I graduated from the 8th grade in the new [Almo primary] school... I took the eighth grade twice because I didn't want to stay home. The folks did not want to let me go away from home and there was no high school in Almo. . . [In 1918] I coaxed [Dad] to let me go to high school at Oakley. He wasn't thrilled about it but he did let me go. Grace Thompson and I rented a room and batched together. We paid $4 a month rent.

[Life Story of Bertha T. Kimber, n.d., City of Rocks National Reserve.]

Rhea Toyn of neighboring Grouse Creek remembers weaving carpets to cover the floors, making candles, mending shoes, and tanning leather. Women also served as midwives and nurses in a place where childbirth and disease were frequent, doctors scarce, medicine primitive, and roads slow. [262]

Minors were also at home. Census records for Almo, Elba, Albion, and Moulton (1900, 1910) consistently identify sons, over the age of 12, as "farm laborers" rather than as students; daughters' schooling was similarly brief.

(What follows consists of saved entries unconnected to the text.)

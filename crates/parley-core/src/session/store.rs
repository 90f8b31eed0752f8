//! SessionStore trait definition.
//!
//! The relay owns no session map of its own; a store is injected at
//! construction time so tests can substitute a double and the process-wide
//! map stays explicit. Uses native async fn in traits (RPITIT).

use parley_types::chat::{ChatMessage, Session};
use parley_types::error::StoreError;

/// Repository trait for session history.
///
/// Implementations live in parley-infra (e.g., `MemorySessionStore`).
/// Sessions are created implicitly by the first append and removed only by
/// `delete` or `clear`; there is no expiry.
pub trait SessionStore: Send + Sync + 'static {
    /// Append a message to a session, creating the session if absent.
    fn append_message(
        &self,
        session_id: &str,
        message: ChatMessage,
    ) -> impl std::future::Future<Output = Result<(), StoreError>> + Send;

    /// Get a session with its full message list.
    fn get(
        &self,
        session_id: &str,
    ) -> impl std::future::Future<Output = Result<Option<Session>, StoreError>> + Send;

    /// Delete a session entirely. Fails with [`StoreError::NotFound`] if the
    /// key is unknown.
    fn delete(
        &self,
        session_id: &str,
    ) -> impl std::future::Future<Output = Result<(), StoreError>> + Send;

    /// Remove every session unconditionally.
    fn clear(&self) -> impl std::future::Future<Output = Result<(), StoreError>> + Send;

    /// List all sessions, in no particular order.
    fn list(&self) -> impl std::future::Future<Output = Result<Vec<Session>, StoreError>> + Send;

    /// Count sessions currently held.
    fn count(&self) -> impl std::future::Future<Output = Result<usize, StoreError>> + Send;
}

By 1920, the census reveal that children stayed in school until the age of 16 or 17; these schools, however, closed for up to two weeks so that children could help with the harvest. [263] Clifton Rooker, born in Albion in 1906, remembered that "money [was] always a problem [and] it was natural and necessary that everyone had to work as soon as they were able and could find a job that would make money." Clifton and his brother Harold gathered wool tufts left by bands of sheep as they were trailed under fences: "Some years we would gather impressive amounts which was [sic] then sold to a man with wool to market." In a process repeated by Plains children throughout the West, Clifton and Harold also gathered the tails of the ground squirrels that destroyed area crops. Once trapped, the tails were cured on area fences, and redeemed by the county at "some fraction of a cent." The summer of 1921, when Clifton was 13, he took a job on a neighboring farm. Here, for $1 per day plus room and board, he milked the six or seven cows; fed the hogs, cows, horses, and chickens; cleaned the barn and stables; hoed and thinned the beets; irrigated the various crops; and moved and raked the hay. [264]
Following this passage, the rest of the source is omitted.